## Work instructions
Below are some entries. Copy each line in them that holds "answers".

(Stored items)
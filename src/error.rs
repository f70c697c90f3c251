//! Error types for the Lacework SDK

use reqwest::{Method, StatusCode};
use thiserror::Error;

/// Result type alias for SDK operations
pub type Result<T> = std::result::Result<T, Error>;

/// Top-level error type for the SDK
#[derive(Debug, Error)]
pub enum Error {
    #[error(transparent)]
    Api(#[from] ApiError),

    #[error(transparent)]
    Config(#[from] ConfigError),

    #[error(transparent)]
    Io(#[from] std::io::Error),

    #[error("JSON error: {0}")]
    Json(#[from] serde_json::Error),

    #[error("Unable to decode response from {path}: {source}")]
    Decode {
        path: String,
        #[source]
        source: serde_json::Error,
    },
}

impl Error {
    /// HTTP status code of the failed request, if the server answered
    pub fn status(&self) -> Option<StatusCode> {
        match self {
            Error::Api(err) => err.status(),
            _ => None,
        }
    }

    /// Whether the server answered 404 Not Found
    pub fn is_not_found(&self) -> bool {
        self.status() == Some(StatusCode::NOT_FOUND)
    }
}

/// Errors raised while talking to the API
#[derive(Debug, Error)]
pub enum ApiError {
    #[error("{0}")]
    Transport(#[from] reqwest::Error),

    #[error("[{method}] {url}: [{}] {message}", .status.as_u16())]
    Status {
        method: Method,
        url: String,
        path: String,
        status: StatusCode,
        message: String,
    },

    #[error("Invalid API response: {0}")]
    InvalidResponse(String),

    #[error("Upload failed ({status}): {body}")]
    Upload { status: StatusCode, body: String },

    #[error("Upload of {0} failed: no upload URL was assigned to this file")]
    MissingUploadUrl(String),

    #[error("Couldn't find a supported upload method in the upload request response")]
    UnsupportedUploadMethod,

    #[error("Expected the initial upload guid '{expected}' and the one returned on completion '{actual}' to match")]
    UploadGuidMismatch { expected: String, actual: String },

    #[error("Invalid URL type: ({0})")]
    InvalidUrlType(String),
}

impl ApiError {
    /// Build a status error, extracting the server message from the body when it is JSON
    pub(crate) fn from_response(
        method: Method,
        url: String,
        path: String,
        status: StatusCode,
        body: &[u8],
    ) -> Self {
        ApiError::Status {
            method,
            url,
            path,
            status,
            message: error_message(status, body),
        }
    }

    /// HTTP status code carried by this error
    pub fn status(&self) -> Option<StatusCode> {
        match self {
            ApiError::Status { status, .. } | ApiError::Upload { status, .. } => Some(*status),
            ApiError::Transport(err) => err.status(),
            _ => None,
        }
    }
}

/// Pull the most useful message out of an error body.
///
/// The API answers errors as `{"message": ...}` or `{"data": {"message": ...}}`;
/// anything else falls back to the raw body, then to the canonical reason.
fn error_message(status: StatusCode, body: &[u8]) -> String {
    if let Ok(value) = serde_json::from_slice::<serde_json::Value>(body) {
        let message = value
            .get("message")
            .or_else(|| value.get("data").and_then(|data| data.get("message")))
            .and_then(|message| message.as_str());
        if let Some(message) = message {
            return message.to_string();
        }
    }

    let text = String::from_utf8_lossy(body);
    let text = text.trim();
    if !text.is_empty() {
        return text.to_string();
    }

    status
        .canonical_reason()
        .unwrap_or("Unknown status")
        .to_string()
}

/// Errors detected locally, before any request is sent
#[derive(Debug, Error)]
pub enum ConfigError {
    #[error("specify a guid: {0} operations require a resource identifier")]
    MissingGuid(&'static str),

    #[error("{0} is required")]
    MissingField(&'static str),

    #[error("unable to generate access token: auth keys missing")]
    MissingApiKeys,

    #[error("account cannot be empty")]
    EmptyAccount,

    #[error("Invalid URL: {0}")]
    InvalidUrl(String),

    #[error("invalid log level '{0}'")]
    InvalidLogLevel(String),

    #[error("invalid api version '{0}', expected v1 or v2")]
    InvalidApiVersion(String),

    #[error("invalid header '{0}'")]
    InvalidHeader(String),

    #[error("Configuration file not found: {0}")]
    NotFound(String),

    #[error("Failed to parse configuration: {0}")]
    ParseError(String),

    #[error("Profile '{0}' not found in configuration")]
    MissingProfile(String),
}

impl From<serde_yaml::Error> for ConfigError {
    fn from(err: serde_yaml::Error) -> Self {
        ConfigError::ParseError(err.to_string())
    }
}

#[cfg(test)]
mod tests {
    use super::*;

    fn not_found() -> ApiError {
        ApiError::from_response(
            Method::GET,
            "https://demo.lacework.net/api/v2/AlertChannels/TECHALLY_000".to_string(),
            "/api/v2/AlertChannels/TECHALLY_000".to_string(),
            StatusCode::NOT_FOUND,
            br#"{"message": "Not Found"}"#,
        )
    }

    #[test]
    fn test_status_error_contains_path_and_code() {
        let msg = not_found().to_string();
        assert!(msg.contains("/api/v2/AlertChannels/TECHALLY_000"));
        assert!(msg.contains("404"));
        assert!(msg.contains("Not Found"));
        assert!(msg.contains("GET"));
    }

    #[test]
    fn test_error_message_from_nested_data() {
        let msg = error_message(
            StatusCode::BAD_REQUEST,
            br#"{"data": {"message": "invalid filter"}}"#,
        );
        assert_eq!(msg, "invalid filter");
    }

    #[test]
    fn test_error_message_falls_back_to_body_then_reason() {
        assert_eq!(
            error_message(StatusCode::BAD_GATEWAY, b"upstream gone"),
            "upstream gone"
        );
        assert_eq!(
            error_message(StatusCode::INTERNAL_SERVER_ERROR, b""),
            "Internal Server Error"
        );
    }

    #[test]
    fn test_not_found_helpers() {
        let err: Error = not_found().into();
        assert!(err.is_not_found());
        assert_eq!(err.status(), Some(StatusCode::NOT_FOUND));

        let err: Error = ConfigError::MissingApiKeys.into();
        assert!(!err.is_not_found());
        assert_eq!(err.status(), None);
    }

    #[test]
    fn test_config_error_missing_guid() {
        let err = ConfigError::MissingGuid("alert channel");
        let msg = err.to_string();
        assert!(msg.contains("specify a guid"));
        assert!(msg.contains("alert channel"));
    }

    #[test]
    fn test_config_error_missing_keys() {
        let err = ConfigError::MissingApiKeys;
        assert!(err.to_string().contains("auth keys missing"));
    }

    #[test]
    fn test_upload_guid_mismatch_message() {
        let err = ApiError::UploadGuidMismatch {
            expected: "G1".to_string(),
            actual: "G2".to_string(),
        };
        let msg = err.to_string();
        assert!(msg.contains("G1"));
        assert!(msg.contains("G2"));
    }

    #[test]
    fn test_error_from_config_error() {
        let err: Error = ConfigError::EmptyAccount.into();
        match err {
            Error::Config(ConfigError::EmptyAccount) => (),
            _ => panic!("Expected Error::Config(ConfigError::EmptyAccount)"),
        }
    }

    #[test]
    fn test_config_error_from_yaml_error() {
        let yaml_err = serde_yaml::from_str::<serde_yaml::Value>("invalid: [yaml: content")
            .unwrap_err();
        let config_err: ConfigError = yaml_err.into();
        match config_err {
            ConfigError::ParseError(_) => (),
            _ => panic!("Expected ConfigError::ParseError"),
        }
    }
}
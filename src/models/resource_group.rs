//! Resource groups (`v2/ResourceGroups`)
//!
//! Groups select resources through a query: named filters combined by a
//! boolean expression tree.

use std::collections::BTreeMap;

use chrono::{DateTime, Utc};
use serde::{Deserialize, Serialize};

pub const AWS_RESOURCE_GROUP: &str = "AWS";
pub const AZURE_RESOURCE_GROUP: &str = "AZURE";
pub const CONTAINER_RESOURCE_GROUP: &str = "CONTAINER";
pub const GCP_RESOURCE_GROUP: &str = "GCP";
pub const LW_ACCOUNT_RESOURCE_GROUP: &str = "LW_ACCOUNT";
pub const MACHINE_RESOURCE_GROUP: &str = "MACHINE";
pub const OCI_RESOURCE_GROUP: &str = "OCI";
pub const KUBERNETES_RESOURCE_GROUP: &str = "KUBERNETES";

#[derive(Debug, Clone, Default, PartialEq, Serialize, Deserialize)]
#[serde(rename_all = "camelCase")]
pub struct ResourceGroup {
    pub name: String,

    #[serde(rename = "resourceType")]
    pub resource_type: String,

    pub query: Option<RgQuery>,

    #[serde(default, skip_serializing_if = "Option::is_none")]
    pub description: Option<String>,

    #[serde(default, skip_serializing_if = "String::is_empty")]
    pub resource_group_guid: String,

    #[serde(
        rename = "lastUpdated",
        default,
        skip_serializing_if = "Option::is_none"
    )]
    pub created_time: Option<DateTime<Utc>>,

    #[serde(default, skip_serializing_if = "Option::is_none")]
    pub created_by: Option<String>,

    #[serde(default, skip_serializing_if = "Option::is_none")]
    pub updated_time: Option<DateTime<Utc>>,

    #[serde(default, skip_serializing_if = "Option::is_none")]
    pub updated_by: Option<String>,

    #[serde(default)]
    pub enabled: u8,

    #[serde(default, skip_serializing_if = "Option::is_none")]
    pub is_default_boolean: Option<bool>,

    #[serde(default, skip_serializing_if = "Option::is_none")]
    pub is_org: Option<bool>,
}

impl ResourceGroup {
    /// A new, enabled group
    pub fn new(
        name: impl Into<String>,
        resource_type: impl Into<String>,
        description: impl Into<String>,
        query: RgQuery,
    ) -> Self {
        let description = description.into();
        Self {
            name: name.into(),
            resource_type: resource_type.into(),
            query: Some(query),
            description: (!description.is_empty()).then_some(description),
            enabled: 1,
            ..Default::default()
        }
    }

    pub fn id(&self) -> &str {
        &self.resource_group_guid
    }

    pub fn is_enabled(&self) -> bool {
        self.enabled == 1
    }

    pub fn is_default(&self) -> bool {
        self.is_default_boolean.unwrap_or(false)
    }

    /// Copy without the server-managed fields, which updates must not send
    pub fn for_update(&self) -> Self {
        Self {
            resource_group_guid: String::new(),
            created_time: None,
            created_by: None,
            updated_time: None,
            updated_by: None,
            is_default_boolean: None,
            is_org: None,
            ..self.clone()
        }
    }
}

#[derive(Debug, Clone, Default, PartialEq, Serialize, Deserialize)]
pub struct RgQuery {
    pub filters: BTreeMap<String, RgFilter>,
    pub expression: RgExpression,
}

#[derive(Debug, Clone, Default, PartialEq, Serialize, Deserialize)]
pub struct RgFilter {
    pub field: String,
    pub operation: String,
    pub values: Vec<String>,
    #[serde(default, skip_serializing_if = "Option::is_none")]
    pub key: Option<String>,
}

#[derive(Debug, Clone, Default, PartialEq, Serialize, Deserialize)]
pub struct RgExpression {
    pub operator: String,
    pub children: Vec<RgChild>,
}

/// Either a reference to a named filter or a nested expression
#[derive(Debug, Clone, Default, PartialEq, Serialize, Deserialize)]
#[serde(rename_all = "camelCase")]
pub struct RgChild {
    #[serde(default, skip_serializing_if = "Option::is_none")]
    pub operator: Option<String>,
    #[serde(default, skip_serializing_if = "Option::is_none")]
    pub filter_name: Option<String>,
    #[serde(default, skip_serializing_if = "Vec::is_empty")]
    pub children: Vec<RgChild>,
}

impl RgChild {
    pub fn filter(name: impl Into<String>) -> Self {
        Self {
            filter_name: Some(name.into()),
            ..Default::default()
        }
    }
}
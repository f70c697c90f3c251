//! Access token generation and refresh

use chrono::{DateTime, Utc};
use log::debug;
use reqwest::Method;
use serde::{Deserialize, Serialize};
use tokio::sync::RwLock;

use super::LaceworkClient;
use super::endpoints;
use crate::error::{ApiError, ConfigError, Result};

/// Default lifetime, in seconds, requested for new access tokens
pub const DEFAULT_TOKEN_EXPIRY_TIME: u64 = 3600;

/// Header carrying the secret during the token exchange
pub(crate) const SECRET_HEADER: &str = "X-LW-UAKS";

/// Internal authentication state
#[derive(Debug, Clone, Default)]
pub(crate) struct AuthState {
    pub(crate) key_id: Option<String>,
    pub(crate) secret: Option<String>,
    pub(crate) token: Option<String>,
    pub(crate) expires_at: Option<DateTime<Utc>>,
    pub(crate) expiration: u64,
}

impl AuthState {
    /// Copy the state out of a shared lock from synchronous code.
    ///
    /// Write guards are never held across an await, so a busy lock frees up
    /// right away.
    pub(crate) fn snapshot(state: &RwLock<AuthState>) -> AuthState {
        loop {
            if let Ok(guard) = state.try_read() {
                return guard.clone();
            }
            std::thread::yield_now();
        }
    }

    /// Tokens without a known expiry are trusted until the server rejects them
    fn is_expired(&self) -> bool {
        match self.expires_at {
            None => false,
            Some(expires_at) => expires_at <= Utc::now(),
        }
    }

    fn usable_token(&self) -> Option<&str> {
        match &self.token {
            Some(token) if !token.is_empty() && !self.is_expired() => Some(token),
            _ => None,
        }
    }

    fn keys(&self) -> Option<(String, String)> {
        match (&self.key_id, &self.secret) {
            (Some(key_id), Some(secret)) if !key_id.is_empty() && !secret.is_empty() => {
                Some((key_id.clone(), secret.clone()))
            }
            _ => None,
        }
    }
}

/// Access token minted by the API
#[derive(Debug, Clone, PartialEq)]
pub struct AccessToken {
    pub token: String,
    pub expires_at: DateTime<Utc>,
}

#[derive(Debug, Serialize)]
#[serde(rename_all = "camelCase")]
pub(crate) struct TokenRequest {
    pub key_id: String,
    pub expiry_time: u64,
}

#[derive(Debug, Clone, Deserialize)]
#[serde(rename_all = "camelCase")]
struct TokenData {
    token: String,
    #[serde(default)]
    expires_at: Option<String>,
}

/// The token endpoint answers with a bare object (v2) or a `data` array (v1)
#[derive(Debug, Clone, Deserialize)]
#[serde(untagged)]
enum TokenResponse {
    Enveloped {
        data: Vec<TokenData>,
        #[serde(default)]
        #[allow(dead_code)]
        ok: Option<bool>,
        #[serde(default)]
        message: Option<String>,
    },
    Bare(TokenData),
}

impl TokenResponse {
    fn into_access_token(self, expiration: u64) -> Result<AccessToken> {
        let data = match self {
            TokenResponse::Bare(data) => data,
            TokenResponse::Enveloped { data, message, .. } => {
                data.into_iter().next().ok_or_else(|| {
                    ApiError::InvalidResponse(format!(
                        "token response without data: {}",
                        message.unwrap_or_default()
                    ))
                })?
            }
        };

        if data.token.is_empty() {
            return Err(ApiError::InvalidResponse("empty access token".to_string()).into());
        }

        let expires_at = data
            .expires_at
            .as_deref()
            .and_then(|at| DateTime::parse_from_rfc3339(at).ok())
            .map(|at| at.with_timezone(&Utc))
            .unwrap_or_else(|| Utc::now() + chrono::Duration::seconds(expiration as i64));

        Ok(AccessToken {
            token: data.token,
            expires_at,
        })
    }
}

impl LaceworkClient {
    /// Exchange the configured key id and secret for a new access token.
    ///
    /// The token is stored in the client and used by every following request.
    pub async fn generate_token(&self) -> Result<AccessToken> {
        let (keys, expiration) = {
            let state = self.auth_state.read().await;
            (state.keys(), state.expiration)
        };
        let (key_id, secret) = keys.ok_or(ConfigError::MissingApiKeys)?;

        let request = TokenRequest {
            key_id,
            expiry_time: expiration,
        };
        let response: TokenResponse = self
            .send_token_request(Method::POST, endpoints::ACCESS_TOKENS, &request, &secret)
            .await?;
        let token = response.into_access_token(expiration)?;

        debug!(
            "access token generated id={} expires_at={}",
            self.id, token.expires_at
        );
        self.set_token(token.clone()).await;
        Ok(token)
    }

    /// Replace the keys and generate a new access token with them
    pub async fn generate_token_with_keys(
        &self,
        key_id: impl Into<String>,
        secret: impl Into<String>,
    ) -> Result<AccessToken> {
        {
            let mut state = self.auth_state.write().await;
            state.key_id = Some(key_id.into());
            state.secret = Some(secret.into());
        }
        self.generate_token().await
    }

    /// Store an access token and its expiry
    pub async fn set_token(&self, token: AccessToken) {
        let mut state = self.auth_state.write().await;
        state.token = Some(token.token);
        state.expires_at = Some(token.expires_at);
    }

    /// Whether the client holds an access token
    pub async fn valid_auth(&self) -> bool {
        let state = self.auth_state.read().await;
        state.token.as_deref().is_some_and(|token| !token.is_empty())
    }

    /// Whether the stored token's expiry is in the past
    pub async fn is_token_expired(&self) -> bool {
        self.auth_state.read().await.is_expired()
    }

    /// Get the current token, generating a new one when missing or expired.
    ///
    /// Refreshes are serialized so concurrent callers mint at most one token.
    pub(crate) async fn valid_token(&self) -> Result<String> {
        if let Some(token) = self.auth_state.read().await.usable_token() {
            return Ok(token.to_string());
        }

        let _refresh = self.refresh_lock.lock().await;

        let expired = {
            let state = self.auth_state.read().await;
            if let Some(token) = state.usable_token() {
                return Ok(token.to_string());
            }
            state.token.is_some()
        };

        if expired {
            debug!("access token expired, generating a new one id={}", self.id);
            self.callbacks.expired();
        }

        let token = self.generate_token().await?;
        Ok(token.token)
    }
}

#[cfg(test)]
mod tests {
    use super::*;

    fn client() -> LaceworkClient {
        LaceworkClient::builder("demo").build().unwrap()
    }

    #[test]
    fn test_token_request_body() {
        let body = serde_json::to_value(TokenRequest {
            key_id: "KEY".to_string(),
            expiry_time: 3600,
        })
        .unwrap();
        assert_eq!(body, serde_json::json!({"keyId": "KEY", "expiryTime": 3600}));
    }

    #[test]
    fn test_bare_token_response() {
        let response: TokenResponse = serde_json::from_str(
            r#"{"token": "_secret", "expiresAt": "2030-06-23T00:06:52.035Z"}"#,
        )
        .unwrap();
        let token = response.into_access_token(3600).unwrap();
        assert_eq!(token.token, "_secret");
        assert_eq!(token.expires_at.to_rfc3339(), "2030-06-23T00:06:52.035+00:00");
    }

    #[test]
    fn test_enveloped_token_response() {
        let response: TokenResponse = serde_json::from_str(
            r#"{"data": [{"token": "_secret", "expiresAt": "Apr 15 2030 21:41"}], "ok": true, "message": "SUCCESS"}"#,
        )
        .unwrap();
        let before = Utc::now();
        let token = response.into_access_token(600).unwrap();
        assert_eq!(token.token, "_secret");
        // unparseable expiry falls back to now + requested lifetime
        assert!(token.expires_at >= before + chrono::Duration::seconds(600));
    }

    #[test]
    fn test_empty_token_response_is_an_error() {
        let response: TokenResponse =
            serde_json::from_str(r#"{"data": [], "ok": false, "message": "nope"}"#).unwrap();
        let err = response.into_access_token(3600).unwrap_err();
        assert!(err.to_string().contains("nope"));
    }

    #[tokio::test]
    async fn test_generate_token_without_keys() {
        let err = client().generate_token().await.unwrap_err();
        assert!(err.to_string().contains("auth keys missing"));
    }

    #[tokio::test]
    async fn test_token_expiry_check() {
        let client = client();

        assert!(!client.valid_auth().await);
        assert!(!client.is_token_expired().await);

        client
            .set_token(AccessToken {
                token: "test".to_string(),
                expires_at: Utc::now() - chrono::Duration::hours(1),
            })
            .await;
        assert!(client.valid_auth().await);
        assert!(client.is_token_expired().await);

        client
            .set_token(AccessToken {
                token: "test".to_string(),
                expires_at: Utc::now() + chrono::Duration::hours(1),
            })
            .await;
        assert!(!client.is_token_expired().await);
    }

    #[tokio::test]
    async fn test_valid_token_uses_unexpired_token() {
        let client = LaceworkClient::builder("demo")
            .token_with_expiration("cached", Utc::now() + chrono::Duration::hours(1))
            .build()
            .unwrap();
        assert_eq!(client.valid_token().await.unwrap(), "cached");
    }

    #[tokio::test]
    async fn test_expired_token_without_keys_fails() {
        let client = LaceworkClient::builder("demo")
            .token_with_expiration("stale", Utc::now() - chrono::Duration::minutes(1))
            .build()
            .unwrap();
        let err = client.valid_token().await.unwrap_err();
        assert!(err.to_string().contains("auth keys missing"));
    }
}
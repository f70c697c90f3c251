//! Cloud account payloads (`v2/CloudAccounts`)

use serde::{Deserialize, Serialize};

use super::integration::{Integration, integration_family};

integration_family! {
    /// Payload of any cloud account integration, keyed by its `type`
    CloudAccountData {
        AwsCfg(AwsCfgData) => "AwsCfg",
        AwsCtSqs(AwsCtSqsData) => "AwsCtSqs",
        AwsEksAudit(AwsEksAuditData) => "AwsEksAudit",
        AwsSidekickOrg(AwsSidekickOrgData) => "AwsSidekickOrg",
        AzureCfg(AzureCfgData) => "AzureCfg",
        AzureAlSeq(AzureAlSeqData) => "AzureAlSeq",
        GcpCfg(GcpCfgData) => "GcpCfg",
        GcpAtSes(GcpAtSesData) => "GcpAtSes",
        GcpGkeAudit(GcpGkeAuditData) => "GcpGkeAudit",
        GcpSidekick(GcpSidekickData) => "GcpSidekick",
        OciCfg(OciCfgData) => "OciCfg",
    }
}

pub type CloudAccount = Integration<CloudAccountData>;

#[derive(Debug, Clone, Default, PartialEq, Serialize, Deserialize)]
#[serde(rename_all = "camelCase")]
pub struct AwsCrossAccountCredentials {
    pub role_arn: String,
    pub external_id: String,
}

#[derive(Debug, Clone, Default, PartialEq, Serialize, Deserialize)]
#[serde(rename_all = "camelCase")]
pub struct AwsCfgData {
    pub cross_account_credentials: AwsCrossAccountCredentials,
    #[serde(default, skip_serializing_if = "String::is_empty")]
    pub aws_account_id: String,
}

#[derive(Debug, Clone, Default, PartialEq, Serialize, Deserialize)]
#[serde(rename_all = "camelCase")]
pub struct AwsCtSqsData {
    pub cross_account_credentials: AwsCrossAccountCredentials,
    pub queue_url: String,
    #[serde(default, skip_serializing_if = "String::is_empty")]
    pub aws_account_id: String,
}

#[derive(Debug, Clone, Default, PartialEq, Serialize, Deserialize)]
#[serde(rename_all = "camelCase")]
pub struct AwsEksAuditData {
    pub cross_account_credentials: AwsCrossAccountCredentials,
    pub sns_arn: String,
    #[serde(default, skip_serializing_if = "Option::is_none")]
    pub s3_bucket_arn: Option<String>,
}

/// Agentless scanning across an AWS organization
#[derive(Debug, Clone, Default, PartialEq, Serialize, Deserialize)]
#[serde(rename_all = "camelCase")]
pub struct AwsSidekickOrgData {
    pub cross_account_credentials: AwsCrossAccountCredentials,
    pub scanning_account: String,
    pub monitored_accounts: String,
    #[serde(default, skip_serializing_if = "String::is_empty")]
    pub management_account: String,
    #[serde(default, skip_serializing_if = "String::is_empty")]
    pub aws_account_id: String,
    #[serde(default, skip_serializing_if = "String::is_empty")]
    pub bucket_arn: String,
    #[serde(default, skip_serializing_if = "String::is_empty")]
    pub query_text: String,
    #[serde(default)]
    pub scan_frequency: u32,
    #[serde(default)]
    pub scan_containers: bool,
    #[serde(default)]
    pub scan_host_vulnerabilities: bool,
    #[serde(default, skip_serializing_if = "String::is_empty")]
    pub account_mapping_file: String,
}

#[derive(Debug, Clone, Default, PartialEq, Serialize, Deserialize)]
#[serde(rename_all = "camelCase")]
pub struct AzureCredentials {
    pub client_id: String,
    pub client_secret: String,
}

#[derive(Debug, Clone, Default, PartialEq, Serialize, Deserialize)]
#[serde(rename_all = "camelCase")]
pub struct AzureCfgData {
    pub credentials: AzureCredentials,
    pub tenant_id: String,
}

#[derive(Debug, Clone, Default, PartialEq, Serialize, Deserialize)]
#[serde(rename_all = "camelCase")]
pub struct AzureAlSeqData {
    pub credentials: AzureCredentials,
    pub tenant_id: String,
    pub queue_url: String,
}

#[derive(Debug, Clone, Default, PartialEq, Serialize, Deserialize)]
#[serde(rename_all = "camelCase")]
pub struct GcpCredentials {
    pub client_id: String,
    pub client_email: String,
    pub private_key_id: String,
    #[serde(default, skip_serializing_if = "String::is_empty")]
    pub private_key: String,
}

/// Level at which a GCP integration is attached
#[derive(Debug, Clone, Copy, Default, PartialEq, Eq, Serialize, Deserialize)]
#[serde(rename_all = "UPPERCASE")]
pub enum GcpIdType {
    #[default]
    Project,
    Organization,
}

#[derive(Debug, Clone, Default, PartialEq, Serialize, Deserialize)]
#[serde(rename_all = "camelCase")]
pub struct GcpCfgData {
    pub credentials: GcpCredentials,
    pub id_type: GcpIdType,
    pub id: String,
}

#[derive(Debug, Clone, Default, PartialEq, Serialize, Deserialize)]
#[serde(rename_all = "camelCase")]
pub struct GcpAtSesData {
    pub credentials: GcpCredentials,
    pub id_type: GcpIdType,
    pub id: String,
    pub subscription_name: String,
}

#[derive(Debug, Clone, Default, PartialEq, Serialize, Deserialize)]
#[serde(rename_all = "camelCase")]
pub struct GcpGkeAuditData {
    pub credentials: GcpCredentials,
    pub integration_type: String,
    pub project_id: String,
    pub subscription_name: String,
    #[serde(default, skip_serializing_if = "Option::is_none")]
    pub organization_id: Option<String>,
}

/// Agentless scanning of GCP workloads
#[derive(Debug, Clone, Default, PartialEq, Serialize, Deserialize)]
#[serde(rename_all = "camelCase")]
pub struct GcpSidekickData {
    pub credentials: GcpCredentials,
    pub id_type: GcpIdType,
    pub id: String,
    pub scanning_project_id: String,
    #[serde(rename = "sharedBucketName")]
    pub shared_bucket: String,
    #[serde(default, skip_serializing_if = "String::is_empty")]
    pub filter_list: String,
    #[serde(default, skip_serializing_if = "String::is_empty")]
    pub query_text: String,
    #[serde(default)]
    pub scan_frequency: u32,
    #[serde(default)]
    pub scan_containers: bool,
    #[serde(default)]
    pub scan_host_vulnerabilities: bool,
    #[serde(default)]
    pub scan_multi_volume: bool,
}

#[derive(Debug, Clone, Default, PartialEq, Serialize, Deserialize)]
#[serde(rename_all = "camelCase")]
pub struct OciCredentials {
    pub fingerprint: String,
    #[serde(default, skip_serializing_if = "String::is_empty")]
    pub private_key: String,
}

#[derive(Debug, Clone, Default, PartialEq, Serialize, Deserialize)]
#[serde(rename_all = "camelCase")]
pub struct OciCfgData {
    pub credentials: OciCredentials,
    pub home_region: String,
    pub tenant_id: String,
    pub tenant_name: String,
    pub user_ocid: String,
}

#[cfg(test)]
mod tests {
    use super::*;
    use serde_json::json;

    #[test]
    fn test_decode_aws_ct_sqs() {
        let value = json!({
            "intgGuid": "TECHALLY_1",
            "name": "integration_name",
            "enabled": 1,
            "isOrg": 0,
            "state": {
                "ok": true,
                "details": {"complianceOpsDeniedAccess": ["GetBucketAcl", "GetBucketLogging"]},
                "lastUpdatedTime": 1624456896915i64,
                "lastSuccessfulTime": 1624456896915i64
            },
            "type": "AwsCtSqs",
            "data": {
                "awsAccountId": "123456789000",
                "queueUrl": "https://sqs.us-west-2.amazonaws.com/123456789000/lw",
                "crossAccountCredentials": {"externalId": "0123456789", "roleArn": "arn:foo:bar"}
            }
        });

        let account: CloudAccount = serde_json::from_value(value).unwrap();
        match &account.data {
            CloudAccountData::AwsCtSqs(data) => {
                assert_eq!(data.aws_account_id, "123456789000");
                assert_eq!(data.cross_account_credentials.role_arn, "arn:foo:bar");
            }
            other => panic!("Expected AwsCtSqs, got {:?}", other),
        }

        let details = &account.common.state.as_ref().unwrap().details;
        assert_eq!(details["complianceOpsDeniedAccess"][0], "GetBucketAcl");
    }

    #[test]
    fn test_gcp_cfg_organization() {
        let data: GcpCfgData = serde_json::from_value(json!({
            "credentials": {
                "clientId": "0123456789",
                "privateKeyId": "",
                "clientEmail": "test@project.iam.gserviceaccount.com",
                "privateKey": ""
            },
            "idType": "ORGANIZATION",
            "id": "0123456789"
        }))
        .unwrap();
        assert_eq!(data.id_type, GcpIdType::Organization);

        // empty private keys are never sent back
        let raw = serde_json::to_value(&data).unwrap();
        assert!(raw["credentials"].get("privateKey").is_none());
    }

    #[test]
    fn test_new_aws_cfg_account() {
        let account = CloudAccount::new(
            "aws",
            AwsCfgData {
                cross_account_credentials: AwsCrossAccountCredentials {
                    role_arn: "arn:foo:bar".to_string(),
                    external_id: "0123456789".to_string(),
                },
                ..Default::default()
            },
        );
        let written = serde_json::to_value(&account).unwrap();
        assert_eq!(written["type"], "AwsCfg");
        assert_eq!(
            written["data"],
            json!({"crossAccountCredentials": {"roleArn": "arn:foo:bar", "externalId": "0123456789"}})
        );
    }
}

## Answer section
/// The API answers errors as `{"message": ...}` or `{"data": {"message": ...}}`;
/// The token endpoint answers with a bare object (v2) or a `data` array (v1)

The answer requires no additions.